Consider the following items before talking with your patient about a medical error:

  • Know your state laws.

A growing number of states have passed "I'm Sorry" legislation, which means that sincere expressions of condolence cannot be introduced as evidence in a trial. At press time, these states are Arizona, California, Colorado, Florida, Georgia, Hawaii, Idaho, Illinois, Maryland, Massachusetts, Montana, North Carolina, Ohio, Oklahoma, Oregon, Texas, Tennessee, Vermont, Virginia, Washington, West Virginia and Wyoming.

Since state laws vary, it's important to know exactly what is protected under your state's law. For example, Ohio's statute protects general expressions of sympathy such as "I'm sorry things did not go as we had hoped," whereas Colorado's law goes a step farther by allowing an ED physician to admit fault and accountability, which cannot be introduced at trial.

  • Get advice.

If you have any concerns about meeting with a patient or their family, first contact your risk manager, legal counsel, or insurance carrier for guidance, says Feltes.

"The situation for an ED physician is different from one where there is a long-standing relationship between the physician and the family," adds Feltes. The ED physician needs to be involved and participate in the discussion, but it might be more appropriate for the hospital's risk manager to take the lead, he says.

  • Contact the patient promptly.

Once the patient files a lawsuit, the "I'm Sorry" statutes no longer apply.
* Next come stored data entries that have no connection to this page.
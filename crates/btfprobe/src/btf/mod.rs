//! The BTF type universe.
//!
//! Nodes live in an arena; their indices are the identity tokens used by the
//! strip planner, so a deep copy is a plain clone with IDs stable within the
//! copy. Lookup by name goes through an index built at insertion time.

use std::collections::HashMap;

use crate::errors::Error;

mod emit;
mod parse;
mod types;

pub(crate) use emit::BtfBuilder;
pub(crate) use parse::parse;
pub(crate) use types::{
    EnumValue, FuncParam, Kind, Linkage, Member, TypeId, TypeNode, VarSecInfo, VOID,
};

/// An in-memory BTF type universe.
#[derive(Debug, Clone)]
pub(crate) struct Btf {
    types: Vec<TypeNode>,
    by_name: HashMap<String, Vec<TypeId>>,
}

impl Btf {
    /// An empty universe holding only `Void` at ID 0.
    pub fn new() -> Btf {
        Btf {
            types: vec![TypeNode::Void],
            by_name: HashMap::new(),
        }
    }

    /// Append a node and index its name. Returns the node's identity.
    pub fn add(&mut self, node: TypeNode) -> TypeId {
        let id = TypeId(self.types.len() as u32);
        let name = node.name();
        if !name.is_empty() {
            self.by_name.entry(name.to_string()).or_default().push(id);
        }
        self.types.push(node);
        id
    }

    pub fn len(&self) -> usize {
        self.types.len()
    }

    pub fn node(&self, id: TypeId) -> &TypeNode {
        &self.types[id.0 as usize]
    }

    pub fn node_mut(&mut self, id: TypeId) -> &mut TypeNode {
        &mut self.types[id.0 as usize]
    }

    /// The declared name of `id`, empty for anonymous types.
    pub fn type_name(&self, id: TypeId) -> &str {
        self.node(id).name()
    }

    /// The first type named `name` of the given kind.
    pub fn type_by_name(&self, name: &str, kind: Kind) -> Result<TypeId, Error> {
        self.by_name
            .get(name)
            .into_iter()
            .flatten()
            .copied()
            .find(|id| self.node(*id).kind() == kind)
            .ok_or_else(|| Error::TypeNotFound(name.to_string()))
    }

    /// All types named `name`, in insertion order.
    pub fn any_types_by_name(&self, name: &str) -> Result<Vec<TypeId>, Error> {
        match self.by_name.get(name) {
            Some(ids) if !ids.is_empty() => Ok(ids.clone()),
            _ => Err(Error::TypeNotFound(name.to_string())),
        }
    }

    /// Size in bytes of one element of type `id`, as used for array index
    /// strides. Sizeless kinds (`Void`, functions, tags) count as 0.
    pub fn elem_size_bytes(&self, id: TypeId) -> u32 {
        match self.node(id) {
            TypeNode::Int { size, .. }
            | TypeNode::Float { size, .. }
            | TypeNode::Enum { size, .. }
            | TypeNode::Struct { size, .. }
            | TypeNode::Union { size, .. }
            | TypeNode::Datasec { size, .. } => *size,
            TypeNode::Pointer { .. } => 8,
            TypeNode::Typedef { inner, .. }
            | TypeNode::Volatile { inner }
            | TypeNode::Const { inner }
            | TypeNode::Restrict { inner } => self.elem_size_bytes(*inner),
            TypeNode::Array { elem, nelems, .. } => self.elem_size_bytes(*elem) * nelems,
            _ => 0,
        }
    }

    /// Strip pointers, qualifiers, typedefs and arrays down to the underlying
    /// nominal type, the granularity at which the strip planner keys types.
    pub fn underlying(&self, id: TypeId) -> TypeId {
        match self.node(id) {
            TypeNode::Pointer { target } => self.underlying(*target),
            TypeNode::Const { inner }
            | TypeNode::Typedef { inner, .. }
            | TypeNode::Volatile { inner }
            | TypeNode::Restrict { inner } => self.underlying(*inner),
            TypeNode::Array { elem, .. } => self.underlying(*elem),
            _ => id,
        }
    }
}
This is one reason to contact the patient sooner rather than later, says Feltes. "The longer a physician waits, the more uncaring and evasive he or she may be perceived as being. Time allows feelings to fester and anger to mount and harden," he says.

However, Feltes recommends waiting a day or two for emotions to settle down, giving you time to obtain legal advice and do a more thorough investigation of the facts.
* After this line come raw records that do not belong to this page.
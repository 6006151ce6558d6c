//! Shared in-memory universe for unit tests, shaped like the slice of kernel
//! BTF the library usually works against: vfs structs reachable from probe
//! arguments, a task_struct with an anonymous-member hop, and an
//! enum-indexed array of pointers.

use crate::btf::{Btf, EnumValue, FuncParam, Linkage, Member, TypeNode};

fn int(name: &str, size: u32, signed: bool) -> TypeNode {
    TypeNode::Int {
        name: name.into(),
        size,
        signed,
        is_char: false,
        is_bool: false,
        nr_bits: (size * 8) as u8,
    }
}

pub(crate) fn test_universe() -> Btf {
    let mut btf = Btf::new();

    let int8 = btf.add(int("int8", 1, true));
    let int16 = btf.add(int("int16", 2, true));
    let int32 = btf.add(int("int", 4, true));

    // an int sharing the struct's name, to exercise candidate selection
    btf.add(int("dentry", 4, false));

    let inode = btf.add(TypeNode::Struct {
        name: "inode".into(),
        size: 648,
        members: vec![
            Member {
                name: "i_mode".into(),
                type_id: int16,
                offset_bits: 0,
                bitfield_size: 0,
            },
            Member {
                name: "i_ino".into(),
                type_id: int32,
                offset_bits: 512,
                bitfield_size: 0,
            },
        ],
    });

    let const_int8 = btf.add(TypeNode::Const { inner: int8 });
    let char_ptr = btf.add(TypeNode::Pointer { target: const_int8 });
    let qstr = btf.add(TypeNode::Struct {
        name: "qstr".into(),
        size: 16,
        members: vec![Member {
            name: "name".into(),
            type_id: char_ptr,
            offset_bits: 64,
            bitfield_size: 0,
        }],
    });

    let qstr_t = btf.add(TypeNode::Typedef {
        name: "qstr_t".into(),
        inner: qstr,
    });
    btf.add(TypeNode::Struct {
        name: "qstr_holder".into(),
        size: 16,
        members: vec![Member {
            name: "named".into(),
            type_id: qstr_t,
            offset_bits: 0,
            bitfield_size: 0,
        }],
    });

    let inode_ptr = btf.add(TypeNode::Pointer { target: inode });
    let dentry = btf.add(TypeNode::Struct {
        name: "dentry".into(),
        size: 192,
        members: vec![
            Member {
                name: "d_name".into(),
                type_id: qstr,
                offset_bits: 256,
                bitfield_size: 0,
            },
            Member {
                name: "d_inode".into(),
                type_id: inode_ptr,
                offset_bits: 384,
                bitfield_size: 0,
            },
        ],
    });

    btf.add(TypeNode::Enum {
        name: "an_enum".into(),
        size: 4,
        signed: false,
        is64: false,
        values: vec![
            EnumValue {
                name: "ENUM_VAL_0".into(),
                value: 0,
            },
            EnumValue {
                name: "ENUM_VAL_1".into(),
                value: 1,
            },
            EnumValue {
                name: "ENUM_VAL_2".into(),
                value: 2,
            },
            EnumValue {
                name: "ENUM_VAL_20".into(),
                value: 20,
            },
        ],
    });

    let cred = btf.add(TypeNode::Struct {
        name: "cred".into(),
        size: 176,
        members: vec![Member {
            name: "uid".into(),
            type_id: int32,
            offset_bits: 32,
            bitfield_size: 0,
        }],
    });
    let const_cred = btf.add(TypeNode::Const { inner: cred });
    let cred_ptr = btf.add(TypeNode::Pointer { target: const_cred });

    let nr_struct = btf.add(TypeNode::Struct {
        name: "nr_struct".into(),
        size: 16,
        members: vec![Member {
            name: "val".into(),
            type_id: int32,
            offset_bits: 32,
            bitfield_size: 0,
        }],
    });
    let nr_ptr = btf.add(TypeNode::Pointer { target: nr_struct });
    let numbers = btf.add(TypeNode::Array {
        elem: nr_ptr,
        index: int32,
        nelems: 4,
    });

    let anon = btf.add(TypeNode::Struct {
        name: String::new(),
        size: 256,
        members: vec![
            Member {
                name: "cred".into(),
                type_id: cred_ptr,
                offset_bits: 16,
                bitfield_size: 0,
            },
            Member {
                name: "numbers".into(),
                type_id: numbers,
                offset_bits: 256,
                bitfield_size: 0,
            },
        ],
    });
    let anon_ptr = btf.add(TypeNode::Pointer { target: anon });

    let task_struct = btf.add(TypeNode::Struct {
        name: "task_struct".into(),
        size: 4160,
        members: vec![
            Member {
                name: String::new(),
                type_id: anon_ptr,
                offset_bits: 32,
                bitfield_size: 0,
            },
            Member {
                name: "pid".into(),
                type_id: int32,
                offset_bits: 12032,
                bitfield_size: 0,
            },
            Member {
                name: "tgid".into(),
                type_id: int32,
                offset_bits: 12064,
                bitfield_size: 0,
            },
        ],
    });

    let dentry_ptr = btf.add(TypeNode::Pointer { target: dentry });
    let task_ptr = btf.add(TypeNode::Pointer { target: task_struct });

    let proto = btf.add(TypeNode::FuncProto {
        ret: int16,
        params: vec![
            FuncParam {
                name: "dentry_param".into(),
                type_id: dentry_ptr,
            },
            FuncParam {
                name: "inode_param".into(),
                type_id: inode_ptr,
            },
        ],
    });
    btf.add(TypeNode::Func {
        name: "test_function".into(),
        linkage: Linkage::Static,
        proto,
    });

    let ret_proto = btf.add(TypeNode::FuncProto {
        ret: dentry_ptr,
        params: vec![
            FuncParam {
                name: "dentry_param".into(),
                type_id: dentry_ptr,
            },
            FuncParam {
                name: "inode_param".into(),
                type_id: inode_ptr,
            },
            FuncParam {
                name: "tsk_param".into(),
                type_id: task_ptr,
            },
        ],
    });
    btf.add(TypeNode::Func {
        name: "test_function_with_ret".into(),
        linkage: Linkage::Static,
        proto: ret_proto,
    });

    btf
}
  • Don't necessarily admit wrongdoing.

Be factual, candid, sincere and forthcoming in explaining what happened and answering questions, says Feltes. "It is not necessary for physicians to 'fall on their sword' by accepting responsibility or blame when they did not make a mistake," he says.

Sometimes the only thing you need to say is a statement such as "I'm sorry about your loss," says Feltes. "Expressions of sympathy do not equate to admissions of wrongdoing," he notes.